Treatment Considerations
To understand that, we need a basic understanding of how caffeine works. Caffeine is a methylxanthine and is closely related to theophylline. Although it’s easy to get bogged down in details, remember just a couple things about how caffeine works.

First, it is a functional adenosine receptor antagonist, which is important because when you see a patient with SVT from caffeine, don’t bother with adenosine because the receptors are already saturated.

Second, it causes increase catecholamine release, which contributes to both CNS agitation and cardiac arrhythmias. Knowing this, we can tailor our treatment to our next patient with caffeine overdose.

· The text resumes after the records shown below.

//! Data layer
//!
//! Domain models plus the SQLite-backed key-value store that holds
//! per-user fetch state and the append-only bookmark cache.

mod models;
mod store;

pub use models::*;
pub use store::Store;
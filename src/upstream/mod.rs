//! Upstream X API clients
//!
//! Thin wire-level clients: one for the OAuth token endpoints and one
//! for the bookmarks data endpoints. Business rules (budgets, quota,
//! pacing) live in `crate::service`.

mod auth;
mod client;
pub mod types;

pub use auth::{
    AuthClient, UpstreamAuth, code_challenge, generate_code_verifier, generate_state,
};
pub use client::{BookmarkSource, BookmarksClient};

#[cfg(test)]
pub use auth::MockUpstreamAuth;
#[cfg(test)]
pub use client::MockBookmarkSource;
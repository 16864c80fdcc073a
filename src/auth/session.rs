//! Session management
//!
//! Uses HMAC-signed tokens stored in cookies.
//! No server-side session storage needed. The same token format
//! carries both the login session and the short-lived OAuth handshake
//! (CSRF state + PKCE verifier) between the login redirect and the
//! callback.

use chrono::{DateTime, Utc};
use serde::{Deserialize, Serialize, de::DeserializeOwned};

use crate::error::AppError;

/// User session data
///
/// Stored in a signed cookie. Contains minimal user info from the
/// upstream profile.
#[derive(Debug, Clone, Serialize, Deserialize)]
pub struct Session {
    /// Upstream user id (subject of all fetches)
    pub user_id: String,
    /// Upstream handle
    pub username: String,
    /// Avatar URL from the upstream profile
    pub profile_image_url: Option<String>,
    /// When session was created
    pub created_at: DateTime<Utc>,
    /// When session expires
    pub expires_at: DateTime<Utc>,
}

impl Session {
    /// Check if session is expired
    pub fn is_expired(&self) -> bool {
        self.expires_at < Utc::now()
    }
}

/// In-flight OAuth handshake data
///
/// Set before redirecting to the upstream authorize page, consumed by
/// the callback handler.
#[derive(Debug, Clone, Serialize, Deserialize)]
pub struct OauthHandshake {
    /// CSRF state echoed back by the authorize redirect
    pub state: String,
    /// PKCE code verifier for the token exchange
    pub code_verifier: String,
    /// When the handshake expires
    pub expires_at: DateTime<Utc>,
}

impl OauthHandshake {
    pub fn is_expired(&self) -> bool {
        self.expires_at < Utc::now()
    }
}

/// Create a signed token from any serializable payload
///
/// Token format: base64(payload).base64(hmac_sha256(payload))
fn sign_payload<T: Serialize>(payload: &T, secret: &str) -> Result<String, AppError> {
    use base64::{Engine as _, engine::general_purpose};
    use hmac::{Hmac, Mac};
    use sha2::Sha256;

    // 1. Serialize payload to JSON
    let payload = serde_json::to_string(payload).map_err(|e| AppError::Internal(e.into()))?;

    // 2. Base64 encode the payload
    let payload_b64 = general_purpose::URL_SAFE_NO_PAD.encode(payload.as_bytes());

    // 3. Create HMAC-SHA256 signature
    type HmacSha256 = Hmac<Sha256>;
    let mut mac = HmacSha256::new_from_slice(secret.as_bytes())
        .map_err(|e| AppError::Internal(anyhow::anyhow!("HMAC key: {e}")))?;
    mac.update(payload_b64.as_bytes());
    let signature = mac.finalize().into_bytes();
    let signature_b64 = general_purpose::URL_SAFE_NO_PAD.encode(signature);

    // 4. Return "{payload}.{signature}"
    Ok(format!("{}.{}", payload_b64, signature_b64))
}

/// Verify a signed token and decode its payload
fn verify_payload<T: DeserializeOwned>(token: &str, secret: &str) -> Result<T, AppError> {
    use base64::{Engine as _, engine::general_purpose};
    use hmac::{Hmac, Mac};
    use sha2::Sha256;

    // 1. Split token into payload and signature
    let parts: Vec<&str> = token.split('.').collect();
    if parts.len() != 2 {
        return Err(AppError::Unauthorized);
    }

    let payload_b64 = parts[0];
    let signature_b64 = parts[1];

    // 2. Verify HMAC signature
    type HmacSha256 = Hmac<Sha256>;
    let mut mac = HmacSha256::new_from_slice(secret.as_bytes())
        .map_err(|e| AppError::Internal(anyhow::anyhow!("HMAC key: {e}")))?;
    mac.update(payload_b64.as_bytes());

    let expected_signature = general_purpose::URL_SAFE_NO_PAD
        .decode(signature_b64)
        .map_err(|_| AppError::Unauthorized)?;

    mac.verify_slice(&expected_signature)
        .map_err(|_| AppError::Unauthorized)?;

    // 3. Decode and deserialize payload
    let payload_bytes = general_purpose::URL_SAFE_NO_PAD
        .decode(payload_b64)
        .map_err(|_| AppError::Unauthorized)?;

    let payload_str = String::from_utf8(payload_bytes).map_err(|_| AppError::Unauthorized)?;

    serde_json::from_str(&payload_str).map_err(|_| AppError::Unauthorized)
}

/// Create a signed session token
pub fn create_session_token(session: &Session, secret: &str) -> Result<String, AppError> {
    sign_payload(session, secret)
}

/// Verify and decode a session token
///
/// # Errors
/// Returns `Unauthorized` if the signature is invalid, the token is
/// malformed, or the session has expired.
pub fn verify_session_token(token: &str, secret: &str) -> Result<Session, AppError> {
    let session: Session = verify_payload(token, secret)?;
    if session.is_expired() {
        return Err(AppError::Unauthorized);
    }
    Ok(session)
}

/// Create a signed OAuth handshake token
pub fn create_handshake_token(handshake: &OauthHandshake, secret: &str) -> Result<String, AppError> {
    sign_payload(handshake, secret)
}

/// Verify and decode an OAuth handshake token
pub fn verify_handshake_token(token: &str, secret: &str) -> Result<OauthHandshake, AppError> {
    let handshake: OauthHandshake = verify_payload(token, secret)?;
    if handshake.is_expired() {
        return Err(AppError::Unauthorized);
    }
    Ok(handshake)
}
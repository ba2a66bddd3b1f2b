use axum::{extract::State, Json};
use serde::Serialize;
use utoipa::ToSchema;

use super::AppState;
use crate::sync::rfc3339_utc;

#[derive(Debug, Serialize, ToSchema)]
#[serde(rename_all = "camelCase")]
pub struct HealthResponse {
    /// Whether the service is running
    pub ok: bool,
    /// Number of routes in the reference cache
    pub route_count: usize,
    /// Number of trips in the reference cache
    pub trip_count: usize,
    /// Number of stops in the reference cache
    pub stop_count: usize,
    /// Fetch time of the last successfully polled vehicle cycle
    pub last_cycle_at: Option<String>,
}

/// Health check endpoint
#[utoipa::path(
    get,
    path = "/health",
    responses(
        (status = 200, description = "Service health and cache status", body = HealthResponse)
    ),
    tag = "health"
)]
pub async fn health_check(State(state): State<AppState>) -> Json<HealthResponse> {
    let reference = state.engine.reference().await;
    let last_cycle_at = state
        .engine
        .latest_cycle()
        .await
        .map(|cycle| rfc3339_utc(cycle.fetched_at));

    Json(HealthResponse {
        ok: true,
        route_count: reference.routes.len(),
        trip_count: reference.trips.len(),
        stop_count: reference.stops.len(),
        last_cycle_at,
    })
}
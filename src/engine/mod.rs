//! Shared in-process state for the detection pipeline.
//!
//! The engine owns the three pieces of mutable state the loops and the API
//! share: the static reference cache, the geofence containment set, and the
//! most recent successfully polled vehicle cycle. The caches are replaced
//! wholesale (new instance swapped behind an Arc), never mutated in place,
//! so a reader that grabbed an Arc across an await point keeps a consistent
//! view. Containment state is transient and starts empty on restart.

pub mod geofence;
pub mod reference;

use std::collections::HashSet;
use std::sync::Arc;

use chrono::{DateTime, Utc};
use tokio::sync::{Mutex, MutexGuard, RwLock};

use crate::providers::feed::FeedVehicle;
use reference::ReferenceCache;

/// One successfully polled cycle of live vehicle positions.
#[derive(Debug, Clone)]
pub struct VehicleCycle {
    pub fetched_at: DateTime<Utc>,
    pub vehicles: Vec<FeedVehicle>,
}

pub struct Engine {
    reference: RwLock<Arc<ReferenceCache>>,
    containment: Mutex<HashSet<(String, i64)>>,
    latest: RwLock<Option<Arc<VehicleCycle>>>,
}

impl Engine {
    pub fn new() -> Self {
        Self {
            reference: RwLock::new(Arc::new(ReferenceCache::empty())),
            containment: Mutex::new(HashSet::new()),
            latest: RwLock::new(None),
        }
    }

    /// Current reference cache. The returned Arc stays consistent even if a
    /// refresh swaps in a new cache while the caller holds it.
    pub async fn reference(&self) -> Arc<ReferenceCache> {
        self.reference.read().await.clone()
    }

    pub async fn swap_reference(&self, cache: ReferenceCache) {
        let mut guard = self.reference.write().await;
        *guard = Arc::new(cache);
    }

    /// Exclusive access to the containment set for one detection pass.
    pub async fn containment(&self) -> MutexGuard<'_, HashSet<(String, i64)>> {
        self.containment.lock().await
    }

    pub async fn latest_cycle(&self) -> Option<Arc<VehicleCycle>> {
        self.latest.read().await.clone()
    }

    pub async fn store_cycle(&self, cycle: VehicleCycle) {
        let mut guard = self.latest.write().await;
        *guard = Some(Arc::new(cycle));
    }
}

impl Default for Engine {
    fn default() -> Self {
        Self::new()
    }
}

#[cfg(test)]
mod tests {
    use super::*;
    use crate::providers::feed::{FeedRoute, FeedStop, FeedStopTime, FeedTrip};
    use chrono::TimeZone;

    #[tokio::test]
    async fn reference_swap_is_visible_to_new_readers() {
        let engine = Engine::new();
        assert!(engine.reference().await.routes.is_empty());

        let before = engine.reference().await;

        let cache = ReferenceCache::build(
            &[FeedRoute {
                id: 7,
                agency_id: None,
                short_name: Some("7".into()),
                long_name: None,
                color: None,
                route_type: Some(3),
                description: None,
            }],
            &[] as &[FeedTrip],
            &[] as &[FeedStop],
            &[] as &[FeedStopTime],
        );
        engine.swap_reference(cache).await;

        // The old handle still sees the old cache; fresh reads see the new one.
        assert!(before.routes.is_empty());
        assert!(engine.reference().await.routes.contains_key(&7));
    }

    #[tokio::test]
    async fn latest_cycle_replaced_wholesale() {
        let engine = Engine::new();
        assert!(engine.latest_cycle().await.is_none());

        let fetched_at = Utc.with_ymd_and_hms(2026, 3, 2, 8, 0, 0).unwrap();
        engine
            .store_cycle(VehicleCycle {
                fetched_at,
                vehicles: Vec::new(),
            })
            .await;

        let cycle = engine.latest_cycle().await.unwrap();
        assert_eq!(cycle.fetched_at, fetched_at);
    }
}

Remember the “3 Bs” of caffeine treatment: bolus, benzos, and beta block. Use bolus crystalloid for significant GI losses, diuresis, and any hypotension the patient has. Treat with benzos for seizure activity and to decrease the catecholamine release contributing to cardiac symptoms. Finally, to really get the cardiac complaints under control, use a beta blocker to reduce the unopposed beta agonism of the catecholamine release (and don’t bother with adenosine).

Bottom Line
Remember to consider caffeine overdose, and use the “3 Bs” of caffeine treatment for your next patient who overdid the caffeine.